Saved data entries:
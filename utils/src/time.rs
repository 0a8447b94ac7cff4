//! Human-readable delays for deploy output (timelock delay, voting windows).

const UNITS: [(u64, &str); 4] = [(86_400, "d"), (3_600, "h"), (60, "m"), (1, "s")];

/// Render `secs` using its two most significant non-zero units, e.g. `1h 30m`.
pub fn format_duration(secs: u64) -> String {
    if secs == 0 {
        return "0s".to_string();
    }
    let mut rest = secs;
    let parts: Vec<String> = UNITS
        .iter()
        .filter_map(|&(size, unit)| {
            let count = rest / size;
            rest %= size;
            (count > 0).then(|| format!("{count}{unit}"))
        })
        .take(2)
        .collect();
    parts.join(" ")
}
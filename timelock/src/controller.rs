//! The LockController contract.

use std::any::Any;
use std::collections::BTreeMap;

use serde::{Deserialize, Serialize};
use tracing::{debug, info};
use village_ledger::{codec, CallContext, CallError, Contract, EventData};
use village_types::{Address, Hash32, OperationId, RoleId, Timestamp};

use crate::error::TimelockError;
use crate::operation::{hash_operation, hash_operation_batch, Call, OperationState, DONE_TIMESTAMP};
use crate::roles::{Role, RoleGranted, RoleRevoked, RoleTable};

#[derive(Clone, Debug, PartialEq, Eq, Serialize, Deserialize)]
pub struct CallScheduled {
    pub id: OperationId,
    pub index: usize,
    pub call: Call,
    pub predecessor: OperationId,
    pub delay: u64,
}

impl EventData for CallScheduled {
    const NAME: &'static str = "CallScheduled";
}

#[derive(Clone, Debug, PartialEq, Eq, Serialize, Deserialize)]
pub struct CallExecuted {
    pub id: OperationId,
    pub index: usize,
    pub call: Call,
}

impl EventData for CallExecuted {
    const NAME: &'static str = "CallExecuted";
}

#[derive(Clone, Debug, PartialEq, Eq, Serialize, Deserialize)]
pub struct Cancelled {
    pub id: OperationId,
}

impl EventData for Cancelled {
    const NAME: &'static str = "Cancelled";
}

#[derive(Clone, Debug, PartialEq, Eq, Serialize, Deserialize)]
pub struct MinDelayChange {
    pub old_duration: u64,
    pub new_duration: u64,
}

impl EventData for MinDelayChange {
    const NAME: &'static str = "MinDelayChange";
}

/// Calldata accepted by [`LockController`]. Empty calldata is a plain
/// deposit of native value.
#[derive(Clone, Debug, Serialize, Deserialize)]
pub enum TimelockCall {
    Schedule {
        call: Call,
        predecessor: OperationId,
        salt: Hash32,
        delay: u64,
    },
    ScheduleBatch {
        calls: Vec<Call>,
        predecessor: OperationId,
        salt: Hash32,
        delay: u64,
    },
    Execute {
        call: Call,
        predecessor: OperationId,
        salt: Hash32,
    },
    ExecuteBatch {
        calls: Vec<Call>,
        predecessor: OperationId,
        salt: Hash32,
    },
    Cancel {
        id: OperationId,
    },
    UpdateDelay {
        new_delay: u64,
    },
    GrantRole {
        role: RoleId,
        account: Address,
    },
    RevokeRole {
        role: RoleId,
        account: Address,
    },
    RenounceRole {
        role: RoleId,
        account: Address,
    },
}

impl TimelockCall {
    pub fn encode(&self) -> Vec<u8> {
        codec::encode(self)
    }
}

/// Timelock with a role capability table.
#[derive(Clone, Debug)]
pub struct LockController {
    min_delay: u64,
    roles: RoleTable,
    timestamps: BTreeMap<OperationId, Timestamp>,
    initial_proposers: Vec<Address>,
    initial_executors: Vec<Address>,
    initial_admin: Option<Address>,
}

impl LockController {
    /// `admin` is an optional extra admin next to the controller itself,
    /// normally the deployer so it can wire roles before handing off.
    pub fn new(
        min_delay: u64,
        proposers: Vec<Address>,
        executors: Vec<Address>,
        admin: Option<Address>,
    ) -> Self {
        Self {
            min_delay,
            roles: RoleTable::new(),
            timestamps: BTreeMap::new(),
            initial_proposers: proposers,
            initial_executors: executors,
            initial_admin: admin,
        }
    }

    pub fn get_min_delay(&self) -> u64 {
        self.min_delay
    }

    /// An executor role held by the zero address opens execution to anyone.
    pub fn has_role(&self, role: &RoleId, account: &Address) -> bool {
        self.roles.has_role(role, account)
    }

    pub fn role_holders(&self, role: &RoleId) -> Vec<Address> {
        self.roles.holders(role).copied().collect()
    }

    pub fn get_timestamp(&self, id: &OperationId) -> Option<Timestamp> {
        self.timestamps.get(id).copied()
    }

    pub fn operation_state(&self, id: &OperationId, now: Timestamp) -> OperationState {
        OperationState::of(self.get_timestamp(id), now)
    }

    pub fn is_operation(&self, id: &OperationId) -> bool {
        self.timestamps.contains_key(id)
    }

    /// Scheduled and not yet executed.
    pub fn is_operation_pending(&self, id: &OperationId) -> bool {
        self.get_timestamp(id).is_some_and(|t| t != DONE_TIMESTAMP)
    }

    pub fn is_operation_ready(&self, id: &OperationId, now: Timestamp) -> bool {
        self.operation_state(id, now) == OperationState::Ready
    }

    pub fn is_operation_done(&self, id: &OperationId) -> bool {
        self.get_timestamp(id) == Some(DONE_TIMESTAMP)
    }

    fn check_role(&self, role: Role, account: Address) -> Result<(), TimelockError> {
        let id = role.id();
        if self.roles.has_role(&id, &account) {
            return Ok(());
        }
        Err(TimelockError::Unauthorized { account, role: id })
    }

    fn check_executor(&self, account: Address) -> Result<(), TimelockError> {
        if self.roles.has_role(&Role::Executor.id(), &Address::ZERO) {
            return Ok(());
        }
        self.check_role(Role::Executor, account)
    }

    fn grant(&mut self, ctx: &mut CallContext<'_>, role: RoleId, account: Address, sender: Address) {
        if self.roles.grant(role, account) {
            debug!(role = %role, %account, "role granted");
            ctx.emit(&RoleGranted {
                role,
                account,
                sender,
            });
        }
    }

    fn revoke(&mut self, ctx: &mut CallContext<'_>, role: RoleId, account: Address, sender: Address) {
        if self.roles.revoke(&role, &account) {
            debug!(role = %role, %account, "role revoked");
            ctx.emit(&RoleRevoked {
                role,
                account,
                sender,
            });
        }
    }

    fn schedule(
        &mut self,
        ctx: &mut CallContext<'_>,
        caller: Address,
        calls: Vec<Call>,
        id: OperationId,
        predecessor: OperationId,
        delay: u64,
    ) -> Result<(), TimelockError> {
        self.check_role(Role::Proposer, caller)?;
        if calls.is_empty() {
            return Err(TimelockError::InvalidOperationLength);
        }
        if self.is_operation(&id) {
            return Err(TimelockError::OperationAlreadyScheduled(id));
        }
        if delay < self.min_delay {
            return Err(TimelockError::DelayTooShort {
                requested: delay,
                minimum: self.min_delay,
            });
        }
        let ready_at = ctx.block().timestamp.plus_secs(delay);
        self.timestamps.insert(id, ready_at);
        info!(operation = %id, %ready_at, calls = calls.len(), "operation scheduled");
        for (index, call) in calls.into_iter().enumerate() {
            ctx.emit(&CallScheduled {
                id,
                index,
                call,
                predecessor,
                delay,
            });
        }
        Ok(())
    }

    fn execute(
        &mut self,
        ctx: &mut CallContext<'_>,
        caller: Address,
        calls: Vec<Call>,
        id: OperationId,
        predecessor: OperationId,
    ) -> Result<(), CallError> {
        self.check_executor(caller)?;
        if calls.is_empty() {
            return Err(TimelockError::InvalidOperationLength.into());
        }
        let now = ctx.block().timestamp;
        match self.operation_state(&id, now) {
            OperationState::Unset => return Err(TimelockError::UnknownOperation(id).into()),
            OperationState::Done => return Err(TimelockError::AlreadyExecuted(id).into()),
            OperationState::Waiting => {
                let ready_at = self.get_timestamp(&id).unwrap_or(now);
                return Err(TimelockError::NotReady { id, ready_at, now }.into());
            }
            OperationState::Ready => {}
        }
        if !predecessor.is_zero() && !self.is_operation_done(&predecessor) {
            return Err(TimelockError::PredecessorNotExecuted(predecessor).into());
        }

        for (index, call) in calls.into_iter().enumerate() {
            self.run_call(ctx, &call)
                .map_err(|source| TimelockError::OperationReverted { index, source })?;
            ctx.emit(&CallExecuted { id, index, call });
        }
        self.timestamps.insert(id, DONE_TIMESTAMP);
        info!(operation = %id, "operation executed");
        Ok(())
    }

    /// Calls addressed to the controller itself are applied in place with
    /// the controller as caller.
    fn run_call(&mut self, ctx: &mut CallContext<'_>, call: &Call) -> Result<Vec<u8>, CallError> {
        if call.target == ctx.this() {
            let inner = codec::decode::<TimelockCall>(&call.data)?;
            let this = ctx.this();
            return self.apply(ctx, this, inner);
        }
        ctx.call(call.target, call.value, &call.data)
    }

    fn apply(
        &mut self,
        ctx: &mut CallContext<'_>,
        caller: Address,
        call: TimelockCall,
    ) -> Result<Vec<u8>, CallError> {
        match call {
            TimelockCall::Schedule {
                call,
                predecessor,
                salt,
                delay,
            } => {
                let id = hash_operation(&call, &predecessor, &salt);
                self.schedule(ctx, caller, vec![call], id, predecessor, delay)?;
                Ok(codec::encode(&id))
            }
            TimelockCall::ScheduleBatch {
                calls,
                predecessor,
                salt,
                delay,
            } => {
                let id = hash_operation_batch(&calls, &predecessor, &salt);
                self.schedule(ctx, caller, calls, id, predecessor, delay)?;
                Ok(codec::encode(&id))
            }
            TimelockCall::Execute {
                call,
                predecessor,
                salt,
            } => {
                let id = hash_operation(&call, &predecessor, &salt);
                self.execute(ctx, caller, vec![call], id, predecessor)?;
                Ok(codec::encode(&id))
            }
            TimelockCall::ExecuteBatch {
                calls,
                predecessor,
                salt,
            } => {
                let id = hash_operation_batch(&calls, &predecessor, &salt);
                self.execute(ctx, caller, calls, id, predecessor)?;
                Ok(codec::encode(&id))
            }
            TimelockCall::Cancel { id } => {
                self.check_role(Role::Canceller, caller)?;
                if !self.is_operation_pending(&id) {
                    return Err(TimelockError::NotCancellable(id).into());
                }
                self.timestamps.remove(&id);
                info!(operation = %id, "operation cancelled");
                ctx.emit(&Cancelled { id });
                Ok(Vec::new())
            }
            TimelockCall::UpdateDelay { new_delay } => {
                if caller != ctx.this() {
                    return Err(TimelockError::OnlySelf.into());
                }
                ctx.emit(&MinDelayChange {
                    old_duration: self.min_delay,
                    new_duration: new_delay,
                });
                info!(old = self.min_delay, new = new_delay, "min delay updated");
                self.min_delay = new_delay;
                Ok(Vec::new())
            }
            TimelockCall::GrantRole { role, account } => {
                let admin = self.roles.admin_of(&role);
                if !self.roles.has_role(&admin, &caller) {
                    return Err(TimelockError::Unauthorized {
                        account: caller,
                        role: admin,
                    }
                    .into());
                }
                self.grant(ctx, role, account, caller);
                Ok(Vec::new())
            }
            TimelockCall::RevokeRole { role, account } => {
                let admin = self.roles.admin_of(&role);
                if !self.roles.has_role(&admin, &caller) {
                    return Err(TimelockError::Unauthorized {
                        account: caller,
                        role: admin,
                    }
                    .into());
                }
                self.revoke(ctx, role, account, caller);
                Ok(Vec::new())
            }
            TimelockCall::RenounceRole { role, account } => {
                if account != caller {
                    return Err(TimelockError::RenounceForOther.into());
                }
                self.revoke(ctx, role, account, caller);
                Ok(Vec::new())
            }
        }
    }
}

impl Contract for LockController {
    fn name(&self) -> &'static str {
        "LockController"
    }

    fn deployed(&mut self, ctx: &mut CallContext<'_>) -> Result<(), CallError> {
        let deployer = ctx.sender();
        let this = ctx.this();
        let admin = Role::Admin.id();
        self.grant(ctx, admin, this, deployer);
        if let Some(extra) = self.initial_admin {
            self.grant(ctx, admin, extra, deployer);
        }
        for proposer in std::mem::take(&mut self.initial_proposers) {
            self.grant(ctx, Role::Proposer.id(), proposer, deployer);
            self.grant(ctx, Role::Canceller.id(), proposer, deployer);
        }
        for executor in std::mem::take(&mut self.initial_executors) {
            self.grant(ctx, Role::Executor.id(), executor, deployer);
        }
        ctx.emit(&MinDelayChange {
            old_duration: 0,
            new_duration: self.min_delay,
        });
        Ok(())
    }

    fn handle(&mut self, ctx: &mut CallContext<'_>, calldata: &[u8]) -> Result<Vec<u8>, CallError> {
        if calldata.is_empty() {
            return Ok(Vec::new());
        }
        let call = codec::decode::<TimelockCall>(calldata)?;
        let caller = ctx.sender();
        let payable = matches!(
            call,
            TimelockCall::Execute { .. } | TimelockCall::ExecuteBatch { .. }
        );
        if !payable {
            ctx.require_no_value()?;
        }
        self.apply(ctx, caller, call)
    }

    fn clone_box(&self) -> Box<dyn Contract> {
        Box::new(self.clone())
    }

    fn as_any(&self) -> &dyn Any {
        self
    }
}
//! Business contracts governed by the VillageSquare DAO.
//!
//! - [`Fisch`]: NFTs representing digital businesses; the owner (the lock
//!   controller after deployment) decides which may serve as collateral.
//! - [`Loan`]: lenders list funded loans, borrowers pledge a Fisch NFT, and
//!   unpaid debt past its due date can be liquidated.
//! - [`Marketplace`]: timed English auctions of Fisch NFTs.

pub mod error;
pub mod fisch;
pub mod loan;
pub mod marketplace;

pub use error::AssetError;
pub use fisch::{DigitalAsset, Fisch, FischCall, NftItem};
pub use loan::{BorrowRecord, Loan, LoanCall, LoanListing, SECONDS_PER_MONTH};
pub use marketplace::{Auction, HighestBid, Marketplace, MarketplaceCall};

What you should do:
Work out how many lines of the preceding data contain the word "OperationState". Reply with that number only.

Result:
8